Homöosiniatrie

Homöosiniatrie bei welchen Erkrankungen?

  • Bronchitis
  • Energetische Blockaden
  • Gelenkschmerzen
  • Rückenschmerzen
  • Kopfschmerzen, Migräne
  • chronische Schmerzzustände
  • Allergien
  • vegetative Beschwerden
  • u.v.m.

Was ist Homöosiniatrie?

Homöosiniatrie ist eine Kombination aus Homöopathie und Akupunktur. Beide Therapieformen ergänzen und verstärken sich in ihrer Wirkung, sind aber für den Patienten sehr schonend und gut verträglich. Die Homöoiniatrie ist besonders auch für Patienten geeignet, die auf Akupunktur nur ungenügend ansprechen. Bei dieser Therapieform werden entsprechende homöopathische Mittel in Akupunkturpunkte entlang der Meridiane (Energielaufbahnen), Organreaktions- oder Narbenstörfelder injeziert. Hierdurch wird die Lebensenergie - das Qi - gestärkt, der Regulationsprozess im Körper angeregt und die Organe gezielt positiv beeinflusst.

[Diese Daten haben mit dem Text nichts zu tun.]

use crate::state::draft::Draft;
use crate::store::{DraftStore, PersistenceError, RecordId, RecordStore, SubmittedRecord};
use std::fs;
use std::io::ErrorKind;
use std::path::{Path, PathBuf};

const DRAFTS_DIR: &str = "drafts";

/// Stores each record as `<id>.json` and each draft as `drafts/<owner>.json`.
#[derive(Debug, Clone)]
pub struct DirectoryStore {
    root: PathBuf,
}

impl DirectoryStore {
    pub fn open(root: impl Into<PathBuf>) -> Result<Self, PersistenceError> {
        let root = root.into();
        fs::create_dir_all(root.join(DRAFTS_DIR))?;
        tracing::debug!(root = %root.display(), "opened record directory");
        Ok(Self { root })
    }

    pub fn root(&self) -> &Path {
        &self.root
    }

    pub fn record_path(&self, id: RecordId) -> PathBuf {
        self.root.join(format!("{id}.json"))
    }

    pub fn load_record(&self, id: RecordId) -> Result<Option<SubmittedRecord>, PersistenceError> {
        read_json(&self.record_path(id))
    }

    fn draft_path(&self, owner: &str) -> PathBuf {
        self.root
            .join(DRAFTS_DIR)
            .join(format!("{}.json", sanitize(owner)))
    }
}

impl RecordStore for DirectoryStore {
    fn save_record(&mut self, record: &SubmittedRecord) -> Result<RecordId, PersistenceError> {
        let path = self.record_path(record.id);
        fs::write(&path, serde_json::to_vec_pretty(record)?)?;
        tracing::info!(path = %path.display(), "record written");
        Ok(record.id)
    }
}

impl DraftStore for DirectoryStore {
    fn save_draft(&mut self, owner: &str, draft: &Draft) -> Result<(), PersistenceError> {
        fs::write(self.draft_path(owner), serde_json::to_vec_pretty(draft)?)?;
        Ok(())
    }

    fn load_draft(&self, owner: &str) -> Result<Option<Draft>, PersistenceError> {
        read_json(&self.draft_path(owner))
    }

    fn discard_draft(&mut self, owner: &str) -> Result<(), PersistenceError> {
        match fs::remove_file(self.draft_path(owner)) {
            Err(err) if err.kind() != ErrorKind::NotFound => Err(err.into()),
            _ => Ok(()),
        }
    }
}

fn read_json<T: serde::de::DeserializeOwned>(path: &Path) -> Result<Option<T>, PersistenceError> {
    match fs::read(path) {
        Ok(bytes) => Ok(Some(serde_json::from_slice(&bytes)?)),
        Err(err) if err.kind() == ErrorKind::NotFound => Ok(None),
        Err(err) => Err(err.into()),
    }
}

// Owners are emails; keep file names portable.
fn sanitize(owner: &str) -> String {
    owner
        .chars()
        .map(|c| if c.is_ascii_alphanumeric() || c == '.' || c == '-' { c } else { '_' })
        .collect()
}
use crate::core::field::{FieldDefinition, FieldKey, FieldKind};
use crate::core::section::Section;
use indexmap::IndexMap;

const GENDERS: &[&str] = &["male", "female", "other"];
const DISTRICTS: &[&str] = &["dhaka", "chittagong", "sylhet"];
const DIVISIONS: &[&str] = &["general-admin", "finance", "ict"];
const DESIGNATIONS: &[&str] = &["officer", "senior-officer", "deputy-secretary"];
const MINISTRIES: &[&str] = &["finance", "education", "health", "ict"];
const SERVICE_TYPES: &[&str] = &["permanent", "contract", "deputation"];
const TRAINING_TYPES: &[&str] = &["domestic", "foreign", "research"];
const YES_NO: &[&str] = &["yes", "no"];

const EMPLOYEE_FIELDS: &[FieldDefinition] = {
    use FieldKey::*;
    use FieldKind as K;
    use Section::*;
    &[
        FieldDefinition::new(EmployeeId, Basic, K::Text).required(),
        FieldDefinition::new(FullName, Basic, K::Text).required(),
        FieldDefinition::new(FathersName, Basic, K::Text),
        FieldDefinition::new(MothersName, Basic, K::Text),
        FieldDefinition::new(Dob, Basic, K::Date).required(),
        FieldDefinition::new(Gender, Basic, K::Select(GENDERS)).required(),
        FieldDefinition::new(Photo, Basic, K::File),
        FieldDefinition::new(PresentAddress, Address, K::Text).required(),
        FieldDefinition::new(PermanentAddress, Address, K::Text).required(),
        FieldDefinition::new(District, Address, K::Select(DISTRICTS)).required(),
        FieldDefinition::new(Division, Address, K::Select(DIVISIONS)).required(),
        FieldDefinition::new(CurrentPosition, Professional, K::Text).required(),
        FieldDefinition::new(Designation, Professional, K::Select(DESIGNATIONS)).required(),
        FieldDefinition::new(Ministry, Professional, K::Select(MINISTRIES)).required(),
        FieldDefinition::new(DepartmentDivision, Professional, K::Text),
        FieldDefinition::new(OfficeName, Professional, K::Text),
        FieldDefinition::new(JoiningDate, Professional, K::Date).required(),
        FieldDefinition::new(ServiceType, Professional, K::Select(SERVICE_TYPES)),
        FieldDefinition::new(OfficePhone, Contact, K::Phone),
        FieldDefinition::new(PersonalMobile, Contact, K::Phone).required(),
        FieldDefinition::new(EmergencyContact, Contact, K::Phone).required(),
        FieldDefinition::new(FieldKey::Email, Contact, K::Email).required(),
        FieldDefinition::new(NidNumber, Contact, K::Text).required(),
        FieldDefinition::new(PassportNumber, Contact, K::Text),
        FieldDefinition::new(TrainingType, Training, K::Select(TRAINING_TYPES)),
        FieldDefinition::new(Year, Training, K::Numeric),
        FieldDefinition::new(ProviderInstitute, Training, K::Text),
        FieldDefinition::new(Duration, Training, K::Text),
        FieldDefinition::new(Completed, Training, K::Select(YES_NO)),
        FieldDefinition::new(Certification, Training, K::Select(YES_NO)),
    ]
};

/// Read-only lookup of field definitions, grouped by section.
#[derive(Debug, Clone)]
pub struct FieldRegistry {
    fields: IndexMap<FieldKey, FieldDefinition>,
    by_section: IndexMap<Section, Vec<FieldDefinition>>,
}

impl FieldRegistry {
    pub fn new(definitions: impl IntoIterator<Item = FieldDefinition>) -> Self {
        let mut fields = IndexMap::<FieldKey, FieldDefinition>::new();
        for definition in definitions {
            if fields.insert(definition.key, definition).is_some() {
                tracing::warn!(field = %definition.key, "duplicate field definition, keeping the last one");
            }
        }

        let mut by_section = IndexMap::<Section, Vec<FieldDefinition>>::new();
        for section in Section::ALL {
            let defs: Vec<_> = fields
                .values()
                .filter(|definition| definition.section == section)
                .copied()
                .collect();
            if !defs.is_empty() {
                by_section.insert(section, defs);
            }
        }

        Self { fields, by_section }
    }

    /// The employee registration form as the portal ships it.
    pub fn employee() -> Self {
        Self::new(EMPLOYEE_FIELDS.iter().copied())
    }

    pub fn definitions_for(&self, section: Section) -> &[FieldDefinition] {
        self.by_section
            .get(&section)
            .map(Vec::as_slice)
            .unwrap_or(&[])
    }

    pub fn definition(&self, key: FieldKey) -> Option<&FieldDefinition> {
        self.fields.get(&key)
    }

    pub fn contains(&self, key: FieldKey) -> bool {
        self.fields.contains_key(&key)
    }

    /// Sections owning at least one field, in wizard order.
    pub fn sections(&self) -> Vec<Section> {
        self.by_section.keys().copied().collect()
    }

    pub fn len(&self) -> usize {
        self.fields.len()
    }

    pub fn is_empty(&self) -> bool {
        self.fields.is_empty()
    }

    pub fn iter(&self) -> impl Iterator<Item = &FieldDefinition> {
        self.fields.values()
    }
}

impl Default for FieldRegistry {
    fn default() -> Self {
        Self::employee()
    }
}

#[cfg(test)]
mod tests {
    use super::*;

    #[test]
    fn employee_registry_covers_every_key_once() {
        let registry = FieldRegistry::employee();
        assert_eq!(registry.len(), FieldKey::ALL.len());
        assert_eq!(registry.sections(), Section::ALL.to_vec());
    }

    #[test]
    fn required_fields_per_section() {
        let registry = FieldRegistry::employee();
        let required = |section| {
            registry
                .definitions_for(section)
                .iter()
                .filter(|d| d.required)
                .map(|d| d.key)
                .collect::<Vec<_>>()
        };
        assert_eq!(
            required(Section::Basic),
            vec![FieldKey::EmployeeId, FieldKey::FullName, FieldKey::Dob, FieldKey::Gender]
        );
        assert_eq!(
            required(Section::Contact),
            vec![
                FieldKey::PersonalMobile,
                FieldKey::EmergencyContact,
                FieldKey::Email,
                FieldKey::NidNumber
            ]
        );
        assert!(required(Section::Training).is_empty());
    }

    #[test]
    fn narrow_registry_skips_empty_sections() {
        let registry = FieldRegistry::new([
            FieldDefinition::new(FieldKey::EmployeeId, Section::Basic, FieldKind::Text).required(),
            FieldDefinition::new(FieldKey::PresentAddress, Section::Address, FieldKind::Text),
        ]);
        assert_eq!(registry.sections(), vec![Section::Basic, Section::Address]);
        assert!(registry.definitions_for(Section::Training).is_empty());
        assert!(registry.definition(FieldKey::Email).is_none());
    }

    #[test]
    fn duplicate_definition_keeps_last() {
        let registry = FieldRegistry::new([
            FieldDefinition::new(FieldKey::Year, Section::Training, FieldKind::Text),
            FieldDefinition::new(FieldKey::Year, Section::Training, FieldKind::Numeric),
        ]);
        assert_eq!(registry.len(), 1);
        assert_eq!(
            registry.definition(FieldKey::Year).map(|d| d.kind),
            Some(FieldKind::Numeric)
        );
    }
}
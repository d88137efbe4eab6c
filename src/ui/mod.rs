pub mod render;
pub mod style;

pub use style::{Color, Style, Theme};
use crate::auth::Session;
use crate::core::field_registry::FieldRegistry;
use crate::core::section::Section;
use crate::state::record::FormRecord;
use crate::state::validation::{ValidationResult, validate_all};
use crate::state::wizard::Wizard;
use crate::store::{PersistenceError, RecordId, RecordStore, SubmittedRecord};
use chrono::Utc;
use std::sync::Arc;

#[derive(Debug, thiserror::Error)]
pub enum SubmitError {
    #[error("{} section(s) failed validation", .0.len())]
    Invalid(Vec<ValidationResult>),
    #[error(transparent)]
    Persistence(#[from] PersistenceError),
}

impl SubmitError {
    pub fn failures(&self) -> &[ValidationResult] {
        match self {
            Self::Invalid(results) => results,
            Self::Persistence(_) => &[],
        }
    }
}

#[derive(Debug, Clone)]
pub struct Receipt {
    pub id: RecordId,
    pub record: SubmittedRecord,
}

/// Final commit step: re-checks every section, then hands the record to the store.
pub struct SubmissionGateway<S> {
    registry: Arc<FieldRegistry>,
    store: S,
}

impl<S: RecordStore> SubmissionGateway<S> {
    pub fn new(registry: Arc<FieldRegistry>, store: S) -> Self {
        Self { registry, store }
    }

    pub fn store(&self) -> &S {
        &self.store
    }

    pub fn store_mut(&mut self) -> &mut S {
        &mut self.store
    }

    pub fn into_store(self) -> S {
        self.store
    }

    /// Submits a bare record, checking every section the registry knows.
    pub fn submit(&mut self, record: &FormRecord, session: &Session) -> Result<Receipt, SubmitError> {
        let sections = self.registry.sections();
        self.submit_sections(&sections, record, session)
    }

    /// Submits a record collected over `sections`; exactly those sections are checked.
    pub fn submit_sections(
        &mut self,
        sections: &[Section],
        record: &FormRecord,
        session: &Session,
    ) -> Result<Receipt, SubmitError> {
        let failures: Vec<_> = validate_all(&self.registry, sections, record)
            .into_iter()
            .filter(|result| !result.is_valid())
            .collect();
        if !failures.is_empty() {
            let sections: Vec<_> = failures.iter().map(|f| f.section.id()).collect();
            tracing::info!(?sections, "submission refused");
            return Err(SubmitError::Invalid(failures));
        }

        let submitted = SubmittedRecord {
            id: RecordId::generate(),
            submitted_at: Utc::now(),
            submitted_by: session.user().map(|user| user.email.clone()),
            values: record.clone(),
        };
        let id = self.store.save_record(&submitted).inspect_err(|err| {
            tracing::warn!(error = %err, "record could not be saved");
        })?;
        tracing::info!(%id, "record submitted");
        Ok(Receipt {
            id,
            record: submitted,
        })
    }
}

impl Wizard {
    /// Submits the wizard's record; the wizard is reset only when the store accepts it.
    pub fn submit<S: RecordStore>(
        &mut self,
        gateway: &mut SubmissionGateway<S>,
        session: &Session,
    ) -> Result<Receipt, SubmitError> {
        match gateway.submit_sections(self.sections(), self.record(), session) {
            Ok(receipt) => {
                self.reset();
                Ok(receipt)
            }
            Err(err) => {
                let current = self.current_section();
                if let Some(result) = err.failures().iter().find(|r| r.section == current) {
                    self.surface(result.clone());
                }
                Err(err)
            }
        }
    }
}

Wie verläuft die Behandlung

DIAGNOSE: Zur Diagnosestellung wird im Vorfeld mit dem Patienten ein ausführliches Anamnesegespräch geführt. Anhand dessen wird sowohl das für den Patienten richtige homöopathische Medikament als die entsprechenden Akupunkturpunkte diagnostiziert werden.

 

BEHANDLUNG: Während der Behandlung sitzt oder liegt der Patient ruhig und entspannt, während homöopathische Mittel gezielt in die relevanten Punkten injeziert werden. Insgesamt befinden sich über 360 Akupunkturpunkte auf den 12 Hauptmeridianen.

Durch die Injektion des homöopathischen Mittels entsteht eine kleine Hautquaddel, die über einen Zeitraum von bis zu 2 Tagen einen therapeutischen Reiz ausübt, dadurch wird die Lokalwirkung am Akupunkturpunkt verstärkt.

 

BEHANDLUNGSDAUER: eine Sitzung  dauert ca. 20 - 30 Minuten, je nach Diagnose sind i.d.R. 10 - 15 Behandlungen ausreichend,

bei akuten Beschwerden oft auch nur 2 - 5 Behandlungen.